Instructions to follow:
Needed from the entries below: every line that holds the word "exists".

Collected data entries
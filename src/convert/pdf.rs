//! PDF text extraction and plain-text PDF rendering on top of `lopdf`.

use std::path::Path;

use lopdf::content::{Content, Operation};
use lopdf::{dictionary, Document, Object, ObjectId, Stream};
use tracing::warn;

use crate::error::{AppError, Result};

// A4 portrait, in points
const PAGE_WIDTH: i64 = 595;
const PAGE_HEIGHT: i64 = 842;
const MARGIN: i64 = 56;
const FONT_SIZE: i64 = 12;
const LEADING: i64 = 16;

/// Helvetica advance widths for ASCII 0x20..=0x7E, in 1/1000 em
const HELVETICA_WIDTHS: [u16; 95] = [
    278, 278, 355, 556, 556, 889, 667, 191, 333, 333, 389, 584, 278, 333, 278, 278, // ' '../
    556, 556, 556, 556, 556, 556, 556, 556, 556, 556, 278, 278, 584, 584, 584, 556, // 0..?
    1015, 667, 667, 722, 722, 667, 611, 778, 722, 278, 500, 667, 556, 833, 722, 778, // @..O
    667, 778, 722, 667, 611, 722, 667, 944, 667, 667, 611, 278, 278, 278, 469, 556, // P.._
    333, 556, 556, 500, 556, 556, 278, 556, 556, 222, 222, 500, 222, 833, 556, 556, // `..o
    556, 556, 333, 500, 278, 556, 500, 722, 500, 500, 500, 334, 260, 334, 584, // p..~
];

const DEFAULT_WIDTH: u16 = 556;

fn pdf_err(e: lopdf::Error) -> AppError {
    AppError::Conversion(format!("PDF error: {}", e))
}

/// Extract the text of each page, in page order. Each page is split into lines.
pub fn extract_pages(path: &Path) -> Result<Vec<Vec<String>>> {
    let doc = Document::load(path).map_err(pdf_err)?;
    if doc.is_encrypted() {
        return Err(AppError::Conversion("PDF is encrypted".to_string()));
    }

    let mut pages = Vec::new();
    let mut failed = 0;
    for page_number in doc.get_pages().keys() {
        // A page whose fonts cannot be decoded becomes an empty page
        match doc.extract_text(&[*page_number]) {
            Ok(text) => {
                pages.push(text.lines().map(|l| l.trim_end().to_string()).collect());
            }
            Err(e) => {
                warn!(page = *page_number, error = %e, "Failed to extract page text");
                failed += 1;
                pages.push(Vec::new());
            }
        }
    }

    if pages.is_empty() {
        return Err(AppError::Conversion("PDF has no pages".to_string()));
    }
    if failed == pages.len() {
        return Err(AppError::Conversion(
            "No text could be extracted from any page".to_string(),
        ));
    }
    Ok(pages)
}

/// Keep only characters a standard Type1 font with WinAnsiEncoding can show,
/// mapped to their single-byte codes. Tabs become spaces.
pub fn latin1_bytes(text: &str) -> Vec<u8> {
    text.chars()
        .filter_map(|c| match c {
            '\t' => Some(b' '),
            c if (c as u32) < 0x20 => None,
            c if (0x7F..0xA0).contains(&(c as u32)) => None,
            c if (c as u32) <= 0xFF => Some(c as u32 as u8),
            _ => None,
        })
        .collect()
}

fn char_width(byte: u8) -> i64 {
    let w = match byte {
        0x20..=0x7E => HELVETICA_WIDTHS[(byte - 0x20) as usize],
        _ => DEFAULT_WIDTH,
    };
    w as i64 * FONT_SIZE
}

fn text_width(bytes: &[u8]) -> i64 {
    bytes.iter().map(|&b| char_width(b)).sum()
}

/// Greedy word wrap of one paragraph line into lines that fit `max_width`
/// (in 1/1000 pt). Words wider than a line are split across lines.
fn wrap(bytes: &[u8], max_width: i64) -> Vec<Vec<u8>> {
    let mut lines = Vec::new();
    let mut line: Vec<u8> = Vec::new();
    let space = char_width(b' ');

    for word in bytes.split(|&b| b == b' ').filter(|w| !w.is_empty()) {
        let word_width = text_width(word);
        let needed = if line.is_empty() {
            word_width
        } else {
            text_width(&line) + space + word_width
        };

        if needed <= max_width {
            if !line.is_empty() {
                line.push(b' ');
            }
            line.extend_from_slice(word);
            continue;
        }

        if !line.is_empty() {
            lines.push(std::mem::take(&mut line));
        }

        if word_width <= max_width {
            line.extend_from_slice(word);
        } else {
            let mut width = 0;
            for &b in word {
                let w = char_width(b);
                if width + w > max_width && !line.is_empty() {
                    lines.push(std::mem::take(&mut line));
                    width = 0;
                }
                line.push(b);
                width += w;
            }
        }
    }

    if !line.is_empty() || lines.is_empty() {
        lines.push(line);
    }
    lines
}

/// Lay paragraphs out into pages of lines
pub fn layout(paragraphs: &[String]) -> Vec<Vec<Vec<u8>>> {
    let max_width = (PAGE_WIDTH - 2 * MARGIN) * 1000;
    let lines_per_page = ((PAGE_HEIGHT - 2 * MARGIN) / LEADING) as usize;

    let lines: Vec<Vec<u8>> = paragraphs
        .iter()
        .flat_map(|p| p.split('\n').map(str::to_string).collect::<Vec<_>>())
        .flat_map(|line| wrap(&latin1_bytes(&line), max_width))
        .collect();

    let mut pages: Vec<Vec<Vec<u8>>> = lines
        .chunks(lines_per_page)
        .map(|chunk| chunk.to_vec())
        .collect();
    if pages.is_empty() {
        pages.push(Vec::new());
    }
    pages
}

fn page_content(lines: &[Vec<u8>]) -> Result<Vec<u8>> {
    let mut operations = Vec::new();
    let mut baseline = PAGE_HEIGHT - MARGIN - FONT_SIZE;

    for line in lines {
        if !line.is_empty() {
            operations.push(Operation::new("BT", vec![]));
            operations.push(Operation::new("Tf", vec!["F1".into(), FONT_SIZE.into()]));
            operations.push(Operation::new("Td", vec![MARGIN.into(), baseline.into()]));
            operations.push(Operation::new(
                "Tj",
                vec![Object::string_literal(line.clone())],
            ));
            operations.push(Operation::new("ET", vec![]));
        }
        baseline -= LEADING;
    }

    Content { operations }.encode().map_err(pdf_err)
}

/// Render paragraphs as a paginated A4 document in 12pt Helvetica.
pub fn render_text_pdf(paragraphs: &[String]) -> Result<Vec<u8>> {
    let mut doc = Document::with_version("1.5");
    let pages_id = doc.new_object_id();

    let font_id = doc.add_object(dictionary! {
        "Type" => "Font",
        "Subtype" => "Type1",
        "BaseFont" => "Helvetica",
        "Encoding" => "WinAnsiEncoding",
    });
    let resources_id = doc.add_object(dictionary! {
        "Font" => dictionary! {
            "F1" => font_id,
        },
    });

    let mut kids: Vec<Object> = Vec::new();
    for lines in layout(paragraphs) {
        let content_id: ObjectId =
            doc.add_object(Stream::new(dictionary! {}, page_content(&lines)?));
        let page_id = doc.add_object(dictionary! {
            "Type" => "Page",
            "Parent" => pages_id,
            "Contents" => content_id,
            "Resources" => resources_id,
        });
        kids.push(page_id.into());
    }

    let page_count = kids.len() as i64;
    doc.objects.insert(
        pages_id,
        Object::Dictionary(dictionary! {
            "Type" => "Pages",
            "Kids" => kids,
            "Count" => page_count,
            "Resources" => resources_id,
            "MediaBox" => vec![
                Object::Integer(0),
                Object::Integer(0),
                Object::Integer(PAGE_WIDTH),
                Object::Integer(PAGE_HEIGHT),
            ],
        }),
    );

    let catalog_id = doc.add_object(dictionary! {
        "Type" => "Catalog",
        "Pages" => pages_id,
    });
    doc.trailer.set("Root", catalog_id);
    doc.compress();

    let mut out = Vec::new();
    doc.save_to(&mut out)
        .map_err(|e| AppError::Conversion(format!("Failed to write PDF: {}", e)))?;
    Ok(out)
}
use async_trait::async_trait;
use bytes::Bytes;

use crate::error::Result;

/// Storage provider trait
#[async_trait]
pub trait StorageProvider: Send + Sync {
    /// Upload data to storage
    async fn put(&self, path: &str, data: Bytes) -> Result<()>;

    /// Upload file from local path
    /// Default implementation reads file to memory and calls put (not efficient for large files)
    async fn put_file(&self, path: &str, local_path: &std::path::Path) -> Result<()> {
        let data = tokio::fs::read(local_path).await?;
        self.put(path, Bytes::from(data)).await
    }

    /// Download data from storage
    async fn get(&self, path: &str) -> Result<Bytes>;

    /// Delete data from storage. Deleting a missing path is not an error.
    async fn delete(&self, path: &str) -> Result<()>;

    /// Check if a file exists
    async fn exists(&self, path: &str) -> Result<bool>;

    /// Get the storage type name
    fn storage_type(&self) -> &'static str;
}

Task answer:
    /// Check if a file exists
    async fn exists(&self, path: &str) -> Result<bool>;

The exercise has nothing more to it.